Forster’s tenure brought mixed results for USA Gymnastics, one of the world’s elite nations in the sport. The team won gold in the 2018 and 2019 World Championships but are coming off an underwhelming Tokyo Olympics this summer in which the U.S. failed to win the world or Olympic team title for the first time in 11 years. 

"It has been an incredible honor to lead Team USA," Forster said via a statement. "Thank you to everyone who supported me during my time in this role. I look forward to supporting the next High Performance Director as they lead our wonderful women’s program.”
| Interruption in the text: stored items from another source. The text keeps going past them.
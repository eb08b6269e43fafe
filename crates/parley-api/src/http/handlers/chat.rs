//! Chat completion endpoints.
//!
//! - `POST /chat` runs one turn and returns the full reply.
//! - `POST /chat/stream` runs one turn and relays it as Server-Sent Events.
//!
//! SSE event types:
//! - `message` cumulative reply so far: `{ "chat_id", "user_id", "content" }`
//! - `done` turn saved, final output: `{ "chat_id", "user_id", "content" }`
//! - `error` turn failed: `{ "errors": [{ "code", "message" }] }`
//!
//! Dropping the SSE connection cancels the turn; nothing is saved.

use std::convert::Infallible;
use std::time::Duration;

use axum::extract::State;
use axum::response::sse::{Event, KeepAlive, Sse};
use axum::Json;
use serde::Deserialize;
use tokio::sync::mpsc;
use tokio_stream::Stream;
use uuid::Uuid;

use parley_types::chat::{CompletionInput, CompletionOutput};
use parley_types::error::CompletionError;

use crate::http::error::AppError;
use crate::http::extractors::auth::Authenticated;
use crate::state::AppState;

/// Emissions buffered between the turn and the SSE writer.
const STREAM_BUFFER: usize = 32;

/// Request body for both chat endpoints.
#[derive(Debug, Deserialize)]
pub struct ChatRequest {
    /// Chat to continue; a new chat is started when absent or unknown.
    #[serde(default)]
    pub chat_id: Option<Uuid>,
    pub user_id: String,
    pub message: String,
}

impl ChatRequest {
    /// Stamp the server's chat configuration onto the request.
    fn into_input(self, state: &AppState) -> Result<CompletionInput, AppError> {
        if self.user_id.trim().is_empty() {
            return Err(AppError::Validation("user_id must not be empty".to_string()));
        }
        Ok(CompletionInput {
            chat_id: self.chat_id,
            user_id: self.user_id,
            user_message: self.message,
            configuration: (*state.chat_defaults).clone(),
        })
    }
}

/// POST /chat - blocking completion.
pub async fn chat(
    State(state): State<AppState>,
    _auth: Authenticated,
    Json(body): Json<ChatRequest>,
) -> Result<Json<CompletionOutput>, AppError> {
    let input = body.into_input(&state)?;
    let output = state
        .chat_service
        .complete(input, state.shutdown.child_token())
        .await?;
    Ok(Json(output))
}

/// POST /chat/stream - SSE streaming completion.
pub async fn stream_chat(
    State(state): State<AppState>,
    _auth: Authenticated,
    Json(body): Json<ChatRequest>,
) -> Result<Sse<impl Stream<Item = Result<Event, Infallible>>>, AppError> {
    let input = body.into_input(&state)?;

    let (tx, mut rx) = mpsc::channel::<CompletionOutput>(STREAM_BUFFER);
    let cancel = state.shutdown.child_token();
    // Cancels the turn when the SSE stream is dropped, i.e. the client left.
    let disconnect_guard = cancel.clone().drop_guard();

    let chat_service = state.chat_service.clone();
    let turn = tokio::spawn(async move { chat_service.complete_stream(input, tx, cancel).await });

    let sse_stream = async_stream::stream! {
        let _disconnect_guard = disconnect_guard;

        while let Some(emission) = rx.recv().await {
            yield Ok::<_, Infallible>(output_event("message", &emission));
        }

        let result = turn
            .await
            .map_err(|e| AppError::Internal(format!("completion task failed: {e}")))
            .and_then(|result| result.map_err(AppError::from));

        match result {
            Ok(output) => yield Ok(output_event("done", &output)),
            Err(err) => {
                if !matches!(err, AppError::Completion(CompletionError::Cancelled)) {
                    tracing::warn!(error = ?err, "Streaming chat turn failed");
                }
                yield Ok(Event::default().event("error").data(err.body().to_string()));
            }
        }
    };

    Ok(Sse::new(sse_stream).keep_alive(KeepAlive::new().interval(Duration::from_secs(15))))
}

fn output_event(name: &str, output: &CompletionOutput) -> Event {
    let data = serde_json::to_string(output).unwrap_or_default();
    Event::default().event(name).data(data)
}
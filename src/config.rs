// SPDX-License-Identifier: GPL-3.0-only

use serde::{Deserialize, Serialize};

use crate::capture::{DevicePosition, PixelFormat};

/// Capture format settings
#[derive(Debug, Clone, PartialEq, Eq, Serialize, Deserialize)]
pub struct FormatSettings {
    /// Resolution width
    pub width: u32,
    /// Resolution height
    pub height: u32,
    /// Framerate (None lets the device pick)
    pub framerate: Option<u32>,
    /// Pixel format as a FourCC-style string (e.g. "NV12", "RGBA")
    pub pixel_format: String,
}

impl FormatSettings {
    /// The parsed pixel format, if the string names one this pipeline
    /// understands.
    pub fn parse_pixel_format(&self) -> Option<PixelFormat> {
        PixelFormat::from_fourcc(&self.pixel_format)
    }
}

impl Default for FormatSettings {
    fn default() -> Self {
        Self {
            width: 1280,
            height: 720,
            framerate: Some(30),
            pixel_format: "NV12".into(),
        }
    }
}

/// Preview session configuration
#[derive(Debug, Clone, PartialEq, Eq, Serialize, Deserialize)]
pub struct Config {
    /// Which device position to open
    pub position: DevicePosition,
    /// Whether to attach an audio output to the session
    pub attach_audio: bool,
    /// Capture format
    pub format: FormatSettings,
}

impl Default for Config {
    fn default() -> Self {
        Self {
            position: DevicePosition::default(),
            attach_audio: false,
            format: FormatSettings::default(),
        }
    }
}
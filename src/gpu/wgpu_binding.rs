// SPDX-License-Identifier: GPL-3.0-only

//! wgpu implementation of the GPU binding boundary
//!
//! Plane import here allocates the texture once per buffer identity and
//! uploads mapped plane bytes with `Queue::write_texture`, the portable
//! path for buffers that only offer a CPU mapping. Platforms with
//! importable hardware buffers (DMABuf, IOSurface, AHardwareBuffer)
//! supply their own [`GpuDevice`] whose import aliases the buffer memory
//! outright; everything above this module is written against that
//! contract and does not change.

use std::sync::Arc;
use tracing::{debug, info, warn};

use super::{
    CommandQueue, Drawable, GpuDevice, GpuTexture, ImportError, ImportResult, TextureFormat,
};
use crate::capture::{PlaneLayout, VideoFrame};
use crate::geometry::Rect;

pub fn to_wgpu_format(format: TextureFormat) -> wgpu::TextureFormat {
    match format {
        TextureFormat::R8Unorm => wgpu::TextureFormat::R8Unorm,
        TextureFormat::Rg8Unorm => wgpu::TextureFormat::Rg8Unorm,
        TextureFormat::Rgba8Unorm => wgpu::TextureFormat::Rgba8Unorm,
        TextureFormat::Rgba8UnormSrgb => wgpu::TextureFormat::Rgba8UnormSrgb,
        TextureFormat::Bgra8Unorm => wgpu::TextureFormat::Bgra8Unorm,
        TextureFormat::Bgra8UnormSrgb => wgpu::TextureFormat::Bgra8UnormSrgb,
    }
}

pub fn from_wgpu_format(format: wgpu::TextureFormat) -> Option<TextureFormat> {
    match format {
        wgpu::TextureFormat::R8Unorm => Some(TextureFormat::R8Unorm),
        wgpu::TextureFormat::Rg8Unorm => Some(TextureFormat::Rg8Unorm),
        wgpu::TextureFormat::Rgba8Unorm => Some(TextureFormat::Rgba8Unorm),
        wgpu::TextureFormat::Rgba8UnormSrgb => Some(TextureFormat::Rgba8UnormSrgb),
        wgpu::TextureFormat::Bgra8Unorm => Some(TextureFormat::Bgra8Unorm),
        wgpu::TextureFormat::Bgra8UnormSrgb => Some(TextureFormat::Bgra8UnormSrgb),
        _ => None,
    }
}

/// A wgpu texture behind the [`GpuTexture`] handle.
#[derive(Debug)]
pub struct WgpuTexture {
    texture: wgpu::Texture,
    format: TextureFormat,
}

impl WgpuTexture {
    pub fn new(texture: wgpu::Texture, format: TextureFormat) -> Self {
        Self { texture, format }
    }

    pub fn raw(&self) -> &wgpu::Texture {
        &self.texture
    }
}

impl GpuTexture for WgpuTexture {
    fn width(&self) -> u32 {
        self.texture.width()
    }

    fn height(&self) -> u32 {
        self.texture.height()
    }

    fn format(&self) -> TextureFormat {
        self.format
    }

    fn as_any(&self) -> &dyn std::any::Any {
        self
    }
}

/// Information about the created GPU device
#[derive(Debug)]
pub struct GpuDeviceInfo {
    /// Name of the GPU adapter
    pub adapter_name: String,
    /// Backend being used (Vulkan on Linux)
    pub backend: wgpu::Backend,
}

/// Create a wgpu device and queue for the preview pipeline.
///
/// # Arguments
///
/// * `label` - A label for the device (for debugging)
pub async fn create_preview_device(
    label: &str,
) -> Result<(Arc<wgpu::Device>, Arc<wgpu::Queue>, GpuDeviceInfo), String> {
    let instance = wgpu::Instance::new(&wgpu::InstanceDescriptor {
        backends: wgpu::Backends::VULKAN,
        ..Default::default()
    });

    let adapter = instance
        .request_adapter(&wgpu::RequestAdapterOptions {
            power_preference: wgpu::PowerPreference::HighPerformance,
            compatible_surface: None,
            force_fallback_adapter: false,
        })
        .await
        .map_err(|err| format!("failed to find suitable GPU adapter: {err}"))?;

    let adapter_info = adapter.get_info();
    info!(
        adapter = %adapter_info.name,
        backend = ?adapter_info.backend,
        "GPU adapter selected for preview"
    );

    let (device, queue) = adapter
        .request_device(&wgpu::DeviceDescriptor {
            label: Some(label),
            required_features: wgpu::Features::empty(),
            required_limits: wgpu::Limits::default(),
            memory_hints: wgpu::MemoryHints::Performance,
            ..Default::default()
        })
        .await
        .map_err(|err| format!("failed to create GPU device: {err}"))?;

    Ok((
        Arc::new(device),
        Arc::new(queue),
        GpuDeviceInfo {
            adapter_name: adapter_info.name,
            backend: adapter_info.backend,
        },
    ))
}

/// Blocking wrapper around [`create_preview_device`].
pub fn create_preview_device_blocking(
    label: &str,
) -> Result<(Arc<wgpu::Device>, Arc<wgpu::Queue>, GpuDeviceInfo), String> {
    pollster::block_on(create_preview_device(label))
}

/// [`GpuDevice`] over a wgpu device/queue pair.
pub struct WgpuDevice {
    device: Arc<wgpu::Device>,
    queue: Arc<wgpu::Queue>,
}

impl WgpuDevice {
    pub fn new(device: Arc<wgpu::Device>, queue: Arc<wgpu::Queue>) -> Arc<Self> {
        Arc::new(Self { device, queue })
    }

    /// Create the device through the default adapter selection.
    pub fn request(label: &str) -> Result<Arc<Self>, String> {
        let (device, queue, _info) = create_preview_device_blocking(label)?;
        Ok(Self::new(device, queue))
    }

    fn write_plane(
        &self,
        texture: &wgpu::Texture,
        frame: &VideoFrame,
        plane: usize,
        layout: PlaneLayout,
    ) -> Result<(), ImportError> {
        let bytes = frame.buffer().plane_bytes(plane).ok_or_else(|| {
            ImportError::Unsupported(
                "buffer has no CPU mapping; an importing GpuDevice is required".into(),
            )
        })?;
        let expected = (layout.stride * layout.height) as usize;
        if bytes.len() < expected {
            return Err(ImportError::Failed(format!(
                "plane {} holds {} bytes, layout needs {}",
                plane,
                bytes.len(),
                expected
            )));
        }
        self.queue.write_texture(
            wgpu::TexelCopyTextureInfo {
                texture,
                mip_level: 0,
                origin: wgpu::Origin3d::ZERO,
                aspect: wgpu::TextureAspect::All,
            },
            bytes,
            wgpu::TexelCopyBufferLayout {
                offset: 0,
                bytes_per_row: Some(layout.stride),
                rows_per_image: Some(layout.height),
            },
            wgpu::Extent3d {
                width: layout.width,
                height: layout.height,
                depth_or_array_layers: 1,
            },
        );
        Ok(())
    }
}

impl GpuDevice for WgpuDevice {
    fn import_plane(
        &self,
        frame: &VideoFrame,
        plane: usize,
        format: TextureFormat,
        layout: PlaneLayout,
    ) -> ImportResult {
        let texture = self.device.create_texture(&wgpu::TextureDescriptor {
            label: Some("preview-plane"),
            size: wgpu::Extent3d {
                width: layout.width,
                height: layout.height,
                depth_or_array_layers: 1,
            },
            mip_level_count: 1,
            sample_count: 1,
            dimension: wgpu::TextureDimension::D2,
            format: to_wgpu_format(format),
            usage: wgpu::TextureUsages::TEXTURE_BINDING
                | wgpu::TextureUsages::COPY_DST
                | wgpu::TextureUsages::COPY_SRC,
            view_formats: &[],
        });
        self.write_plane(&texture, frame, plane, layout)?;
        debug!(
            plane,
            width = layout.width,
            height = layout.height,
            %format,
            "uploaded plane texture"
        );
        Ok(Arc::new(WgpuTexture::new(texture, format)))
    }

    fn refresh_plane(
        &self,
        texture: &Arc<dyn GpuTexture>,
        frame: &VideoFrame,
        plane: usize,
        layout: PlaneLayout,
    ) -> Result<(), ImportError> {
        let texture = texture
            .as_any()
            .downcast_ref::<WgpuTexture>()
            .ok_or_else(|| ImportError::Failed("cached texture is not a wgpu texture".into()))?;
        self.write_plane(&texture.texture, frame, plane, layout)
    }

    fn make_queue(&self) -> Arc<dyn CommandQueue> {
        Arc::new(WgpuQueue {
            device: Arc::clone(&self.device),
            queue: Arc::clone(&self.queue),
        })
    }
}

/// [`CommandQueue`] submitting one encoder per draw.
pub struct WgpuQueue {
    device: Arc<wgpu::Device>,
    queue: Arc<wgpu::Queue>,
}

impl CommandQueue for WgpuQueue {
    fn blit_and_present(
        &self,
        source: &dyn GpuTexture,
        extent: (u32, u32),
        origin: (u32, u32),
        drawable: Box<dyn Drawable>,
    ) {
        let Some(source) = source.as_any().downcast_ref::<WgpuTexture>() else {
            warn!("blit source is not a wgpu texture");
            drawable.present();
            return;
        };
        let destination = drawable.texture();
        let Some(destination) = destination.as_any().downcast_ref::<WgpuTexture>() else {
            warn!("drawable texture is not a wgpu texture");
            drawable.present();
            return;
        };

        let mut encoder = self
            .device
            .create_command_encoder(&wgpu::CommandEncoderDescriptor {
                label: Some("preview-blit"),
            });
        encoder.copy_texture_to_texture(
            wgpu::TexelCopyTextureInfo {
                texture: source.raw(),
                mip_level: 0,
                origin: wgpu::Origin3d::ZERO,
                aspect: wgpu::TextureAspect::All,
            },
            wgpu::TexelCopyTextureInfo {
                texture: destination.raw(),
                mip_level: 0,
                origin: wgpu::Origin3d {
                    x: origin.0,
                    y: origin.1,
                    z: 0,
                },
                aspect: wgpu::TextureAspect::All,
            },
            wgpu::Extent3d {
                width: extent.0,
                height: extent.1,
                depth_or_array_layers: 1,
            },
        );
        self.queue.submit(std::iter::once(encoder.finish()));
        drawable.present();
    }
}

/// A surface frame wrapped for the draw path.
pub struct WgpuDrawable {
    frame: wgpu::SurfaceTexture,
    texture: Arc<dyn GpuTexture>,
    bounds: Rect,
    backing_scale: f32,
}

impl WgpuDrawable {
    /// Wrap the current surface frame together with the surface's
    /// reported logical bounds and backing scale.
    pub fn new(
        frame: wgpu::SurfaceTexture,
        bounds: Rect,
        backing_scale: f32,
    ) -> Result<Box<Self>, ImportError> {
        let format = from_wgpu_format(frame.texture.format()).ok_or_else(|| {
            ImportError::Unsupported(format!(
                "surface format {:?} is not supported by the preview pipeline",
                frame.texture.format()
            ))
        })?;
        let texture: Arc<dyn GpuTexture> =
            Arc::new(WgpuTexture::new(frame.texture.clone(), format));
        Ok(Box::new(Self {
            frame,
            texture,
            bounds,
            backing_scale,
        }))
    }
}

impl Drawable for WgpuDrawable {
    fn texture(&self) -> Arc<dyn GpuTexture> {
        Arc::clone(&self.texture)
    }

    fn bounds(&self) -> Rect {
        self.bounds
    }

    fn backing_scale(&self) -> f32 {
        self.backing_scale
    }

    fn present(self: Box<Self>) {
        let this = *self;
        this.frame.present();
    }
}
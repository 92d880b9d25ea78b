// SPDX-License-Identifier: GPL-3.0-only

//! On-demand preview compositing
//!
//! [`PreviewSurface`] owns the draw end of the pipeline: a single-slot
//! "latest texture" handoff written from the delivery thread and read
//! from the platform's draw context. Redraws are on-demand only; the surface
//! never self-redraws on a timer, so no GPU work happens while no new
//! frame has arrived.

pub mod session;

pub use session::PreviewSession;

use std::sync::{Arc, Mutex, Weak};
use tracing::debug;

use crate::geometry::{Rect, Size};
use crate::gpu::{CommandQueue, Drawable, GpuDevice, GpuTexture, TextureFormat};

type RedrawHandler = Box<dyn Fn() + Send + Sync>;

#[derive(Default)]
struct SurfaceState {
    /// Latest-wins slot. Weak: the bridge's cache owns texture lifetime,
    /// the surface only reads the most recent handle at draw time.
    source: Option<Weak<dyn GpuTexture>>,
    queue: Option<Arc<dyn CommandQueue>>,
    preferred_format: Option<TextureFormat>,
}

/// The destination drawable's owner: accepts the newest source texture
/// from the delivery side and composites it on an external trigger.
///
/// Two states: *idle* (no source texture yet; draws are no-ops) and
/// *ready* (a texture has been set). There is no transition back: a new
/// texture simply replaces the previous reference.
#[derive(Default)]
pub struct PreviewSurface {
    state: Mutex<SurfaceState>,
    redraw: Mutex<Option<RedrawHandler>>,
}

impl PreviewSurface {
    pub fn new() -> Self {
        Self::default()
    }

    /// Install the command queue of the (re)bound GPU device.
    pub fn bind_device(&self, device: &Arc<dyn GpuDevice>) {
        let queue = device.make_queue();
        if let Ok(mut state) = self.state.lock() {
            state.queue = Some(queue);
        }
    }

    /// Register the external redraw trigger invoked after each new
    /// source texture. Without one, the embedder is expected to call
    /// [`render_once`](Self::render_once) on its own schedule.
    pub fn set_redraw_handler(&self, handler: impl Fn() + Send + Sync + 'static) {
        if let Ok(mut redraw) = self.redraw.lock() {
            *redraw = Some(Box::new(handler));
        }
    }

    /// Whether a source texture has ever been set.
    pub fn is_ready(&self) -> bool {
        self.state
            .lock()
            .map(|state| state.source.is_some())
            .unwrap_or(false)
    }

    /// The pixel format the destination surface should be configured
    /// with; follows the most recently drawn source texture.
    pub fn preferred_format(&self) -> Option<TextureFormat> {
        self.state
            .lock()
            .ok()
            .and_then(|state| state.preferred_format)
    }

    /// Store the newest source texture and request one redraw.
    ///
    /// May race with an in-progress [`render_once`](Self::render_once);
    /// the draw sees either the previous or this texture, never a torn
    /// value. Textures set faster than draws are triggered are silently
    /// superseded.
    pub fn set_source_texture(&self, texture: &Arc<dyn GpuTexture>) {
        if let Ok(mut state) = self.state.lock() {
            state.source = Some(Arc::downgrade(texture));
        }
        if let Ok(redraw) = self.redraw.lock() {
            if let Some(handler) = redraw.as_ref() {
                handler();
            }
        }
    }

    /// Composite the current source texture into `drawable` and present.
    ///
    /// A no-op (zero submissions, never a panic) while idle, when the
    /// latest texture has been dropped by its owner, or when no queue is
    /// bound. Transient unavailability is an expected steady state, not
    /// a fault.
    pub fn render_once(&self, drawable: Box<dyn Drawable>) {
        // snapshot under a brief lock, released before any GPU work
        let (texture, queue) = match self.state.lock() {
            Ok(state) => (
                state.source.as_ref().and_then(Weak::upgrade),
                state.queue.clone(),
            ),
            Err(_) => return,
        };
        let Some(texture) = texture else {
            return;
        };
        let Some(queue) = queue else {
            return;
        };

        // the destination adapts to the source, not vice versa
        let source_format = texture.format();
        if let Ok(mut state) = self.state.lock() {
            state.preferred_format = Some(source_format);
        }
        let destination = drawable.texture();
        if destination.format() != source_format {
            debug!(
                source = %source_format,
                destination = %destination.format(),
                "drawable format lags the source; presenting without blit"
            );
            drawable.present();
            return;
        }

        let target = Rect::new(
            drawable.bounds().origin,
            drawable.bounds().size.multiply(drawable.backing_scale()),
        );
        let fitted = Rect::from_size(Size::new(
            texture.width() as f32,
            texture.height() as f32,
        ))
        .scale_fit(target);

        // clamp to texels both textures actually have
        let origin = (
            fitted.origin.x.max(0.0) as u32,
            fitted.origin.y.max(0.0) as u32,
        );
        let extent = (
            (fitted.size.width.max(0.0) as u32)
                .min(texture.width())
                .min(destination.width().saturating_sub(origin.0)),
            (fitted.size.height.max(0.0) as u32)
                .min(texture.height())
                .min(destination.height().saturating_sub(origin.1)),
        );
        if extent.0 == 0 || extent.1 == 0 {
            drawable.present();
            return;
        }

        queue.blit_and_present(texture.as_ref(), extent, origin, drawable);
    }
}
// SPDX-License-Identifier: GPL-3.0-only

//! GPU binding boundary
//!
//! The preview pipeline never owns the GPU: a device and its command
//! queue are supplied from outside, drawables are supplied per draw by
//! the presentation surface, and a device change is a discrete event the
//! pipeline reacts to by rebuilding its caches. These traits are that
//! boundary; [`wgpu_binding`] implements them over wgpu and
//! [`testing`] provides instrumented doubles.

pub mod testing;
pub mod texture_bridge;
pub mod wgpu_binding;

pub use texture_bridge::{BridgeError, BridgeResult, TextureBridge};

use std::sync::Arc;

use crate::capture::{PixelFormat, PlaneLayout, VideoFrame};
use crate::geometry::Rect;

/// GPU texture formats this pipeline produces or presents into.
#[derive(Debug, Clone, Copy, PartialEq, Eq, Hash)]
pub enum TextureFormat {
    /// Single channel, 8-bit (luma / gray planes)
    R8Unorm,
    /// Two channels, 8-bit each (interleaved UV planes)
    Rg8Unorm,
    Rgba8Unorm,
    Rgba8UnormSrgb,
    Bgra8Unorm,
    Bgra8UnormSrgb,
}

impl TextureFormat {
    /// The texture format matching one plane of a frame format, the way
    /// the plane is actually laid out in memory.
    pub fn for_plane(format: PixelFormat, plane: usize) -> Option<TextureFormat> {
        match (format, plane) {
            (PixelFormat::NV12, 0) => Some(TextureFormat::R8Unorm),
            (PixelFormat::NV12, 1) => Some(TextureFormat::Rg8Unorm),
            (PixelFormat::I420, 0..=2) => Some(TextureFormat::R8Unorm),
            (PixelFormat::RGBA, 0) => Some(TextureFormat::Rgba8Unorm),
            (PixelFormat::BGRA, 0) => Some(TextureFormat::Bgra8Unorm),
            (PixelFormat::Gray8, 0) => Some(TextureFormat::R8Unorm),
            _ => None,
        }
    }

    pub fn bytes_per_texel(&self) -> u32 {
        match self {
            TextureFormat::R8Unorm => 1,
            TextureFormat::Rg8Unorm => 2,
            TextureFormat::Rgba8Unorm
            | TextureFormat::Rgba8UnormSrgb
            | TextureFormat::Bgra8Unorm
            | TextureFormat::Bgra8UnormSrgb => 4,
        }
    }
}

impl std::fmt::Display for TextureFormat {
    fn fmt(&self, f: &mut std::fmt::Formatter<'_>) -> std::fmt::Result {
        let name = match self {
            TextureFormat::R8Unorm => "r8unorm",
            TextureFormat::Rg8Unorm => "rg8unorm",
            TextureFormat::Rgba8Unorm => "rgba8unorm",
            TextureFormat::Rgba8UnormSrgb => "rgba8unorm-srgb",
            TextureFormat::Bgra8Unorm => "bgra8unorm",
            TextureFormat::Bgra8UnormSrgb => "bgra8unorm-srgb",
        };
        write!(f, "{}", name)
    }
}

pub type ImportResult = Result<Arc<dyn GpuTexture>, ImportError>;

/// Errors from turning a frame plane into a GPU texture
#[derive(Debug)]
pub enum ImportError {
    /// The buffer/plane/format combination cannot be exposed as a texture
    Unsupported(String),
    /// The device refused the import
    Failed(String),
}

impl std::fmt::Display for ImportError {
    fn fmt(&self, f: &mut std::fmt::Formatter<'_>) -> std::fmt::Result {
        match self {
            ImportError::Unsupported(msg) => write!(f, "unsupported plane import: {}", msg),
            ImportError::Failed(msg) => write!(f, "plane import failed: {}", msg),
        }
    }
}

impl std::error::Error for ImportError {}

/// Handle to GPU-resident image storage.
///
/// A handle created from a frame plane aliases that frame's memory and
/// must not be assumed valid past the frame's own lifetime.
pub trait GpuTexture: Send + Sync + std::fmt::Debug {
    /// Width in texels
    fn width(&self) -> u32;

    /// Height in texels
    fn height(&self) -> u32;

    fn format(&self) -> TextureFormat;

    /// Escape hatch for queues that understand the concrete type
    fn as_any(&self) -> &dyn std::any::Any;
}

/// The externally supplied GPU device.
pub trait GpuDevice: Send + Sync {
    /// Expose one plane of a frame's buffer as a texture, without
    /// copying pixel storage where the platform allows it.
    ///
    /// `layout` carries the plane's own (sub-sampled) dimensions; the
    /// created texture uses those, never the whole buffer's.
    fn import_plane(
        &self,
        frame: &VideoFrame,
        plane: usize,
        format: TextureFormat,
        layout: PlaneLayout,
    ) -> ImportResult;

    /// Bring a previously imported texture up to date with the buffer's
    /// current contents. Aliasing imports see new texels automatically
    /// and keep the default no-op; upload-based bindings rewrite here.
    fn refresh_plane(
        &self,
        _texture: &Arc<dyn GpuTexture>,
        _frame: &VideoFrame,
        _plane: usize,
        _layout: PlaneLayout,
    ) -> Result<(), ImportError> {
        Ok(())
    }

    /// Create a command submission queue on this device.
    fn make_queue(&self) -> Arc<dyn CommandQueue>;
}

/// Command submission for the draw path.
pub trait CommandQueue: Send + Sync {
    /// Copy `extent` texels from `source`'s origin into the drawable's
    /// texture at `origin`, then present, in a single submission.
    ///
    /// The copy is a plain blit: no sampling, no format conversion; the
    /// caller guarantees matching formats and in-range coordinates.
    fn blit_and_present(
        &self,
        source: &dyn GpuTexture,
        extent: (u32, u32),
        origin: (u32, u32),
        drawable: Box<dyn Drawable>,
    );
}

/// One presentable surface output, supplied per draw and never retained
/// past it.
pub trait Drawable: Send {
    /// The drawable's backing texture
    fn texture(&self) -> Arc<dyn GpuTexture>;

    /// Current surface bounds in logical units, as the platform reports
    /// them (origin included)
    fn bounds(&self) -> Rect;

    /// Backing-pixel density of the display this drawable targets
    fn backing_scale(&self) -> f32;

    /// Schedule the drawable for on-screen presentation
    fn present(self: Box<Self>);
}

#[cfg(test)]
mod tests {
    use super::*;

    #[test]
    fn test_plane_format_mapping() {
        assert_eq!(
            TextureFormat::for_plane(PixelFormat::NV12, 0),
            Some(TextureFormat::R8Unorm)
        );
        assert_eq!(
            TextureFormat::for_plane(PixelFormat::NV12, 1),
            Some(TextureFormat::Rg8Unorm)
        );
        assert_eq!(
            TextureFormat::for_plane(PixelFormat::I420, 2),
            Some(TextureFormat::R8Unorm)
        );
        assert_eq!(TextureFormat::for_plane(PixelFormat::NV12, 2), None);
        assert_eq!(
            TextureFormat::for_plane(PixelFormat::BGRA, 0),
            Some(TextureFormat::Bgra8Unorm)
        );
    }

    #[test]
    fn test_bytes_per_texel() {
        assert_eq!(TextureFormat::R8Unorm.bytes_per_texel(), 1);
        assert_eq!(TextureFormat::Rg8Unorm.bytes_per_texel(), 2);
        assert_eq!(TextureFormat::Bgra8Unorm.bytes_per_texel(), 4);
    }
}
That new director will be tasked with preparing the U.S. for the 2024 Paris Olympics that loom roughly two-and-a-half years away. Whoever is hired will be USA Gymnastics’ fourth high-performance director since 2016 after Martha Karolyi retired following the Rio Olympics and Valeri Liukin left in Feb. 2018.

An immensely-powerful position in USA Gymnastics, Forster’s moves to lower the temperature of training camps — such as not pushing athletes to train injured — was a change that warranted praise after years of an environment that festered the likes of Larry Nassar, the team’s longtime doctor that was convicted of sexually abusing hundreds of gymnasts in 2017.

Simone Biles, likely the greatest gymnast of all time, had one of her most successful periods in the early days of Forster’s tenure, being a part of nine combined gold medals at the 2018 and 2019 World Championships. But Biles withdrew from the team competition at the Tokyo Olympics after a bout of “the twisties,” a dangerous mental block that results in a loss of air awareness when performing routines.

Biles would return to win a bronze in the balance beam in Tokyo, while 18-year-old Sunisa Lee stunned the field to win gold in the all-around to become the fifth straight American to win the event. But the team of Biles, Lee, Jordan Chiles and Grace McCallum couldn’t outmatch Russia, which won its first team gold in almost 30 years.